Across the records, find how many lines include the string "unwrap" and answer with only the figure.

[Records from a collection]

---------------

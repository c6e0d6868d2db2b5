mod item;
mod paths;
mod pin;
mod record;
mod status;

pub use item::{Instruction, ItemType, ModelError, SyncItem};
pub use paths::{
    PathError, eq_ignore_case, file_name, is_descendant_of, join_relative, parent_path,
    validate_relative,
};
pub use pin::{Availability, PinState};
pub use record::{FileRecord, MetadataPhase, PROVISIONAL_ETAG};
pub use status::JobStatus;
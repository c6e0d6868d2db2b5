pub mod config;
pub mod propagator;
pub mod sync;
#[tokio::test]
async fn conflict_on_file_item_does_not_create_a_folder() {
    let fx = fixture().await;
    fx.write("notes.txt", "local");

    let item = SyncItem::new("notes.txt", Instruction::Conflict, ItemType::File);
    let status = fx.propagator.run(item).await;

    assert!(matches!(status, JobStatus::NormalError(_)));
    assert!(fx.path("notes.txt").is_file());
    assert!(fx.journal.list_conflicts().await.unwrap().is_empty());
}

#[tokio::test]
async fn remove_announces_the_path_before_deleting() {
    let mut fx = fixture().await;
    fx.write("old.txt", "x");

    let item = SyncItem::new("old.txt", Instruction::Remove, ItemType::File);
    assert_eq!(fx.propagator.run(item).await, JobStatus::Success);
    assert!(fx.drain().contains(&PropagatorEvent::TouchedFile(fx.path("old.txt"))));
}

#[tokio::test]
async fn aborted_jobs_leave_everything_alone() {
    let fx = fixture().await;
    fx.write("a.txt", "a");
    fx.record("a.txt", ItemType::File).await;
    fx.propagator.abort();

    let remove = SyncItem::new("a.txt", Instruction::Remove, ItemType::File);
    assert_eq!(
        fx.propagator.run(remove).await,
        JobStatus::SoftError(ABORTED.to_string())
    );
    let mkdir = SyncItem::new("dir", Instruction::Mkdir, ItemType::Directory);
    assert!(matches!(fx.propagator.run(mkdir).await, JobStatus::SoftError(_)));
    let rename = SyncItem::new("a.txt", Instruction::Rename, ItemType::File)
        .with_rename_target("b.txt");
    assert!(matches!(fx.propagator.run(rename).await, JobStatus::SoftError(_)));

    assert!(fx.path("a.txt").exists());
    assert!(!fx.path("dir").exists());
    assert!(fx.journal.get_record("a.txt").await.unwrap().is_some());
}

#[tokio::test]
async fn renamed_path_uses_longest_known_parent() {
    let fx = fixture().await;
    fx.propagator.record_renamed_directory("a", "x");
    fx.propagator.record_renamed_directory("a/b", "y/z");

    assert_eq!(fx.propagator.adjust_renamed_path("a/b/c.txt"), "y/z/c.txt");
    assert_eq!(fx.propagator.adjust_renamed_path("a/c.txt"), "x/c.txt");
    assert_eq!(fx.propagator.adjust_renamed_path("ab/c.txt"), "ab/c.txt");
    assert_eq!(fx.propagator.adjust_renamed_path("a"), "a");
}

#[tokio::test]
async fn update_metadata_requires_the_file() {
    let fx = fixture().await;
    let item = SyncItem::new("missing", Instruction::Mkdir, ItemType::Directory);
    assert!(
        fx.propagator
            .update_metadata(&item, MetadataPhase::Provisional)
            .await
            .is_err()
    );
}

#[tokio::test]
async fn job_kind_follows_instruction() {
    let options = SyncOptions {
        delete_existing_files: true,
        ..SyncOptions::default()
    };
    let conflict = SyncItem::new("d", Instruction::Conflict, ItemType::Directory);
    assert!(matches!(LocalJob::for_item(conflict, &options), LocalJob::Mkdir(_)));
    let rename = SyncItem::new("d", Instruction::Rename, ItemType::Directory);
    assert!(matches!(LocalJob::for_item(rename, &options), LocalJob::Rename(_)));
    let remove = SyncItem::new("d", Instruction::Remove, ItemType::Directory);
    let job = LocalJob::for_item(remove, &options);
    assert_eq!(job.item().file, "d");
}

---------------

▶ RESULT OF THIS TASK: 2